Das Gute an der Pubertät

Film. David Gordon Greens Erstling "George Washington" zeigt, dass US-Independent-Filme nicht verwackelt und Jugendfilme nicht zynisch sein müssen.

Kultur | Maya McKechneay | aus FALTER 12/01 vom 21.03.2001

Nichts geht Regisseur David Gordon Green mehr auf die Nerven als jene Sorte junger amerikanischer Independentfilmer, die sich einfach eine Videokamera schnappen und mit viel Gewackel und einem Cameoauftritt von Harvey Keitel ihren ersten Low-Budget-Erfolg landen. Die sich darauf verlassen, einen Mangel an kinematographischer Qualität mit einem Überschuss an Ironie wettmachen zu können. Bevor er so etwas drehen würde, sagte Green in einem Interview, würde er lieber irgendeinen McJob annehmen oder ein ausgedehntes Nickerchen halten.
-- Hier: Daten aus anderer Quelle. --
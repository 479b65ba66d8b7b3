use std::sync::Arc;

use promptgauge::{ChatTransport, ScoreCache, ScoringPipeline};

/// Shared state for the gateway handlers.
pub struct HandlerState<T: ChatTransport + 'static, C: ScoreCache + 'static> {
    pub pipeline: Arc<ScoringPipeline<T, C>>,
}

impl<T: ChatTransport + 'static, C: ScoreCache + 'static> HandlerState<T, C> {
    pub fn new(pipeline: Arc<ScoringPipeline<T, C>>) -> Self {
        Self { pipeline }
    }
}

impl<T: ChatTransport + 'static, C: ScoreCache + 'static> Clone for HandlerState<T, C> {
    fn clone(&self) -> Self {
        Self {
            pipeline: self.pipeline.clone(),
        }
    }
}
use super::*;
use serial_test::serial;
use std::env;
use std::net::IpAddr;
use std::time::Duration;

fn with_env_vars<F, R>(vars: &[(&str, &str)], f: F) -> R
where
    F: FnOnce() -> R,
{
    // SAFETY: Test code only, we accept the thread-safety risk in tests.
    for (key, value) in vars {
        unsafe { env::set_var(key, value) };
    }

    let result = f();

    // SAFETY: Test code only, we accept the thread-safety risk in tests.
    for (key, _) in vars {
        unsafe { env::remove_var(key) };
    }

    result
}

fn clear_gauge_env() {
    // SAFETY: Test code only, we accept the thread-safety risk in tests.
    unsafe {
        env::remove_var("GAUGE_PORT");
        env::remove_var("GAUGE_BIND_ADDR");
        env::remove_var("OPENAI_API_KEY");
        env::remove_var("OPENAI_BASE_URL");
        env::remove_var("OPENAI_MODEL");
        env::remove_var("SCORE_TTL_SECONDS");
        env::remove_var("EMPIRICAL_RUNS");
        env::remove_var("EMPIRICAL_MAX_TOKENS");
        env::remove_var("JUDGE_TIMEOUT_SECONDS");
        env::remove_var("COMPLETE_TIMEOUT_SECONDS");
        env::remove_var("SUGGEST_TIMEOUT_SECONDS");
    }
}

#[test]
fn test_default_config() {
    let config = Config::default();

    assert_eq!(config.port, 8080);
    assert_eq!(
        config.bind_addr,
        IpAddr::V4(std::net::Ipv4Addr::new(127, 0, 0, 1))
    );
    assert!(config.api_key.is_empty());
    assert_eq!(config.base_url, DEFAULT_BASE_URL);
    assert_eq!(config.model, "gpt-4o-mini");
    assert_eq!(config.score_ttl, Duration::from_secs(60));
    assert_eq!(config.empirical_runs, 2);
    assert_eq!(config.empirical_max_tokens, 16_384);
    assert_eq!(config.judge_timeout, Duration::from_secs(20));
    assert_eq!(config.complete_timeout, Duration::from_secs(30));
    assert_eq!(config.suggest_timeout, Duration::from_secs(10));
}

#[test]
fn test_socket_addr() {
    let config = Config::default();
    assert_eq!(config.socket_addr(), "127.0.0.1:8080");

    let config = Config {
        port: 3000,
        bind_addr: IpAddr::V4(std::net::Ipv4Addr::new(0, 0, 0, 0)),
        ..Default::default()
    };
    assert_eq!(config.socket_addr(), "0.0.0.0:3000");
}

#[test]
#[serial]
fn test_from_env_with_defaults() {
    clear_gauge_env();

    let config = with_env_vars(&[("OPENAI_API_KEY", "sk-test")], || {
        Config::from_env().expect("config should load")
    });

    assert_eq!(config.api_key, "sk-test");
    assert_eq!(config.model, "gpt-4o-mini");
    assert_eq!(config.score_ttl, Duration::from_secs(60));
    assert_eq!(config.empirical_runs, 2);
}

#[test]
#[serial]
fn test_from_env_with_overrides() {
    clear_gauge_env();

    let config = with_env_vars(
        &[
            ("OPENAI_API_KEY", "sk-test"),
            ("OPENAI_MODEL", "gpt-4o"),
            ("SCORE_TTL_SECONDS", "120"),
            ("EMPIRICAL_RUNS", "3"),
            ("EMPIRICAL_MAX_TOKENS", "300"),
            ("JUDGE_TIMEOUT_SECONDS", "5"),
            ("COMPLETE_TIMEOUT_SECONDS", "8"),
            ("SUGGEST_TIMEOUT_SECONDS", "4"),
            ("GAUGE_PORT", "9090"),
            ("GAUGE_BIND_ADDR", "0.0.0.0"),
        ],
        || Config::from_env().expect("config should load"),
    );

    assert_eq!(config.model, "gpt-4o");
    assert_eq!(config.score_ttl, Duration::from_secs(120));
    assert_eq!(config.empirical_runs, 3);
    assert_eq!(config.empirical_max_tokens, 300);
    assert_eq!(config.judge_timeout, Duration::from_secs(5));
    assert_eq!(config.complete_timeout, Duration::from_secs(8));
    assert_eq!(config.suggest_timeout, Duration::from_secs(4));
    assert_eq!(config.port, 9090);
    assert_eq!(
        config.bind_addr,
        IpAddr::V4(std::net::Ipv4Addr::new(0, 0, 0, 0))
    );
}

#[test]
#[serial]
fn test_from_env_missing_api_key() {
    clear_gauge_env();

    let result = Config::from_env();
    assert!(matches!(result, Err(ConfigError::MissingApiKey)));
}

#[test]
#[serial]
fn test_from_env_blank_api_key_rejected() {
    clear_gauge_env();

    let result = with_env_vars(&[("OPENAI_API_KEY", "   ")], Config::from_env);
    assert!(matches!(result, Err(ConfigError::MissingApiKey)));
}

#[test]
#[serial]
fn test_from_env_invalid_port() {
    clear_gauge_env();

    let result = with_env_vars(
        &[("OPENAI_API_KEY", "sk-test"), ("GAUGE_PORT", "not-a-port")],
        Config::from_env,
    );
    assert!(matches!(result, Err(ConfigError::PortParseError { .. })));

    let result = with_env_vars(
        &[("OPENAI_API_KEY", "sk-test"), ("GAUGE_PORT", "0")],
        Config::from_env,
    );
    assert!(matches!(result, Err(ConfigError::InvalidPort { .. })));
}

#[test]
#[serial]
fn test_from_env_invalid_bind_addr() {
    clear_gauge_env();

    let result = with_env_vars(
        &[
            ("OPENAI_API_KEY", "sk-test"),
            ("GAUGE_BIND_ADDR", "not-an-addr"),
        ],
        Config::from_env,
    );
    assert!(matches!(result, Err(ConfigError::InvalidBindAddr { .. })));
}

#[test]
fn test_validate_rejects_zero_runs() {
    let config = Config {
        api_key: "sk-test".to_string(),
        empirical_runs: 0,
        ..Default::default()
    };
    assert!(matches!(config.validate(), Err(ConfigError::InvalidRuns)));
}

#[test]
fn test_validate_accepts_complete_config() {
    let config = Config {
        api_key: "sk-test".to_string(),
        ..Default::default()
    };
    assert!(config.validate().is_ok());
}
Harte Worte, die nicht etwa von einem alten Revisionisten, sondern von einem Mittzwanziger stammen, der mit dem Indie-Boom der Neunziger groß geworden ist, seine Liebe zum Kino aber im Rückblick - etwa auf Arbeiten von Robert Altman oder Terrence Malick - entdeckt hat. David Gordon Greens Indie-Spielfilmdebüt "George Washington" ist folglich auch nicht auf Video, sondern bewusst auf 35 mm, in Cinemascope und mit nur spärlichem Handkameraeinsatz gedreht.